**WORK TO COMPLETE:** From the records below, copy every line that contains the word "crate".

**RECORDS SUPPLIED:**
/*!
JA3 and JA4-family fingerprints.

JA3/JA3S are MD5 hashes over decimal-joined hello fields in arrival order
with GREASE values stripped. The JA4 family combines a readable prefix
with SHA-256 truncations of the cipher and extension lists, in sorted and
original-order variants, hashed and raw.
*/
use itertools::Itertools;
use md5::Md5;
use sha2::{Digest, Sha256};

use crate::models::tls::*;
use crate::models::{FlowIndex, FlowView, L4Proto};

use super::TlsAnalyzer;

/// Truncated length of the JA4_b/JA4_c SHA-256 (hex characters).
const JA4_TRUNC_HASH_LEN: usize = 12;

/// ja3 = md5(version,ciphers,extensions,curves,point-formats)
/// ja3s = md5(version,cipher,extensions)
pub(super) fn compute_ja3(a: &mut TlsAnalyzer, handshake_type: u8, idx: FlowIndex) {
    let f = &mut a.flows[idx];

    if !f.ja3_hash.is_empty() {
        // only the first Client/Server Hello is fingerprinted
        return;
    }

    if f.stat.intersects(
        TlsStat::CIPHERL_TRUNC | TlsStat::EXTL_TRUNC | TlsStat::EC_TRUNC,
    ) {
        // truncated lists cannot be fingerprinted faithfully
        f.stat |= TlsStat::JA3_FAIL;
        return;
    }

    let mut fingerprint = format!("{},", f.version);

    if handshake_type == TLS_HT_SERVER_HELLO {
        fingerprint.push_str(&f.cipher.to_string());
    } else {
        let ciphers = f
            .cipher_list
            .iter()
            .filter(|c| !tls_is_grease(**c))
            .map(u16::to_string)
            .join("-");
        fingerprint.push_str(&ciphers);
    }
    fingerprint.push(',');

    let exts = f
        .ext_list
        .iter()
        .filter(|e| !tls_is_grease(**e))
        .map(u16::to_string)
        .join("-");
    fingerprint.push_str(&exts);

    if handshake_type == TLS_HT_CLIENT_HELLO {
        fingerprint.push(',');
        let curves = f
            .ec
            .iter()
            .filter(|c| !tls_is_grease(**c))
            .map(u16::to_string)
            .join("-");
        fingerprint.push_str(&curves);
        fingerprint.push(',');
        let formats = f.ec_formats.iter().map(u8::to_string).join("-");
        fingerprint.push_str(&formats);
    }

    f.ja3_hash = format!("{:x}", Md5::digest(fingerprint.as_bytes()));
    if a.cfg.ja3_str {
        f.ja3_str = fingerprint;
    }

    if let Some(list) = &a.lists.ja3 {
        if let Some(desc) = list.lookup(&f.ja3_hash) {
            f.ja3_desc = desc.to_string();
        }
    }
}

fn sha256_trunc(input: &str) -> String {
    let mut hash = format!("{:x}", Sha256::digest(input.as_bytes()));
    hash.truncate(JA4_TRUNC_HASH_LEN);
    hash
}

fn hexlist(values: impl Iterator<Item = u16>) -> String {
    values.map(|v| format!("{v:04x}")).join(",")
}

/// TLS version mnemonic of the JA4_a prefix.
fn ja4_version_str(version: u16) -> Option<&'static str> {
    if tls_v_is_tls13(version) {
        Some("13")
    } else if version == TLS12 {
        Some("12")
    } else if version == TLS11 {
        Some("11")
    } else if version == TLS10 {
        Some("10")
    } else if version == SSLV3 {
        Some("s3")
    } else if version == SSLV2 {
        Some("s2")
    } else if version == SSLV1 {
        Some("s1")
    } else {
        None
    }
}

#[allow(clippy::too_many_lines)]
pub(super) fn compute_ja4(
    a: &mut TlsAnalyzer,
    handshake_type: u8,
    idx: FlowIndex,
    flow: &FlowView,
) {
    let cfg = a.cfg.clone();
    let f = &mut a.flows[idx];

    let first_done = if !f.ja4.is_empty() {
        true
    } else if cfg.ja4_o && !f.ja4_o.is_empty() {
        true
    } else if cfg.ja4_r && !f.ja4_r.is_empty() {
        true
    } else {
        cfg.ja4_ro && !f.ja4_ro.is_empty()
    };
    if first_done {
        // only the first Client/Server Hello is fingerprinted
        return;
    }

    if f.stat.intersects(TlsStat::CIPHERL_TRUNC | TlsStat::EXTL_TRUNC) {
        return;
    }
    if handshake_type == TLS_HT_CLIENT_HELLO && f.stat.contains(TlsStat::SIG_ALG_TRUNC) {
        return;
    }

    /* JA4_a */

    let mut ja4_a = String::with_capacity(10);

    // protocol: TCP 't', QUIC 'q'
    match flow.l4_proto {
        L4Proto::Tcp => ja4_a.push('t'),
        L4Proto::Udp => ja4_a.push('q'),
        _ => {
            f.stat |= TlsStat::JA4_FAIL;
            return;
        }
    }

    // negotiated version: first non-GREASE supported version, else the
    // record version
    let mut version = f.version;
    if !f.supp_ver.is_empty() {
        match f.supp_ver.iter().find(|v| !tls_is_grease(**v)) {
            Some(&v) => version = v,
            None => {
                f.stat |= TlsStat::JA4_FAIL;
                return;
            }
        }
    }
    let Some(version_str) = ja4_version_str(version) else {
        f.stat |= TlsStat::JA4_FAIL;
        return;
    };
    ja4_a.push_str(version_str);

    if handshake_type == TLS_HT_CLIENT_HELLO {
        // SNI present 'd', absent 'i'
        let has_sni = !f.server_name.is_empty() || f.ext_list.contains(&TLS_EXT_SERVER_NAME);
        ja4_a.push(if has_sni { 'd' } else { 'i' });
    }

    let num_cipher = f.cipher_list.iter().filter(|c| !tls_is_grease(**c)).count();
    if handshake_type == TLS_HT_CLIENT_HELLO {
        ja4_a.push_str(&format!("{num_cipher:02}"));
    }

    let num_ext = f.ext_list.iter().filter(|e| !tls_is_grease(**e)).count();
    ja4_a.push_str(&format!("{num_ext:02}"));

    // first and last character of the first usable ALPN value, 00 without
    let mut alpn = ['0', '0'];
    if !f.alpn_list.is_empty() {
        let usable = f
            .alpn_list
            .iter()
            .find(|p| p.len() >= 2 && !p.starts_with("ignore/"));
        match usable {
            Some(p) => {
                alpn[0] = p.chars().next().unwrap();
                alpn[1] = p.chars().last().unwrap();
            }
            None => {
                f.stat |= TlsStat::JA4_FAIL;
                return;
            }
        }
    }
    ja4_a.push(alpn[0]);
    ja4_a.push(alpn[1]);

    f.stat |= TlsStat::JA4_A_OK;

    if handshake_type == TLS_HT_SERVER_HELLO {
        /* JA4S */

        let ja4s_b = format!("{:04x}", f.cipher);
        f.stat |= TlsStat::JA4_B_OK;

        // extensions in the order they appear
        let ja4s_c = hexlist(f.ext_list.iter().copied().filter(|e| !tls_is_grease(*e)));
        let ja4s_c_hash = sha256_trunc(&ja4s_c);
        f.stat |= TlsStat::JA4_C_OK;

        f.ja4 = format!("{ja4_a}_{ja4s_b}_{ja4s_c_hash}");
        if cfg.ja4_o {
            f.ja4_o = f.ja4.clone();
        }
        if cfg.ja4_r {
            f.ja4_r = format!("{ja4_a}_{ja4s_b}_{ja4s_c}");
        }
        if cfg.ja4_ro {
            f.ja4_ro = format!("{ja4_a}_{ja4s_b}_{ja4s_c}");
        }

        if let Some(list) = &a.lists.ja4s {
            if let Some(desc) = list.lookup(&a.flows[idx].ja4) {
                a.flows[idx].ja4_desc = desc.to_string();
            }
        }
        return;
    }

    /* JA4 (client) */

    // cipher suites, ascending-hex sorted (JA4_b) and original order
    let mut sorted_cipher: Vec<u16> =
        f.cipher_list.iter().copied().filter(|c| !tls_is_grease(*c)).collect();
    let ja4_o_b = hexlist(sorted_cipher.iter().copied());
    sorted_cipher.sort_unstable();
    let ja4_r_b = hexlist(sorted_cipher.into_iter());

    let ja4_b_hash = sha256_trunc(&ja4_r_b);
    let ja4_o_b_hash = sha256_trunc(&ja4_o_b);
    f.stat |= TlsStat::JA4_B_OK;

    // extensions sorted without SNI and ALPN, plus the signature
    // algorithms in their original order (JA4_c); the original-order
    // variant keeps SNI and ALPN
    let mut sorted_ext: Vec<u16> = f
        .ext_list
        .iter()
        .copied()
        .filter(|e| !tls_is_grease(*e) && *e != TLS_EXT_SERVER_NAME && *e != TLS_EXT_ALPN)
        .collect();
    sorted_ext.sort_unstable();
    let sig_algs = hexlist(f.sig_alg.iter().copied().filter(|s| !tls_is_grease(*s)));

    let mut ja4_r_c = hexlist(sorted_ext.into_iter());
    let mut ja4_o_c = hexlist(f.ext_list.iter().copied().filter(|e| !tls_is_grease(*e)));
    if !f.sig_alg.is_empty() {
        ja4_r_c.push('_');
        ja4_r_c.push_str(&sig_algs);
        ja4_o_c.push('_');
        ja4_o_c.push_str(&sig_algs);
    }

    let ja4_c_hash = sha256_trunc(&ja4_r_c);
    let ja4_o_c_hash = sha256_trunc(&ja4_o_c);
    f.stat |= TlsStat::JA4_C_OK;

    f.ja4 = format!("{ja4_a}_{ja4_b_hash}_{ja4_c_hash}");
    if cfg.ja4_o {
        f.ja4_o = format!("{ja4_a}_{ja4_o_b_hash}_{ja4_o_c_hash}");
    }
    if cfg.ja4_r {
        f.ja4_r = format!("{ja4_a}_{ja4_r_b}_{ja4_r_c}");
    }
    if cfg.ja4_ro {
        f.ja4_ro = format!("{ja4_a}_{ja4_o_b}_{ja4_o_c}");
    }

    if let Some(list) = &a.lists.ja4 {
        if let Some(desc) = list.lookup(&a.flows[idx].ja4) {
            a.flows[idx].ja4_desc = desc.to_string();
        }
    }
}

**ANSWER SECTION:**
use crate::models::tls::*;
use crate::models::{FlowIndex, FlowView, L4Proto};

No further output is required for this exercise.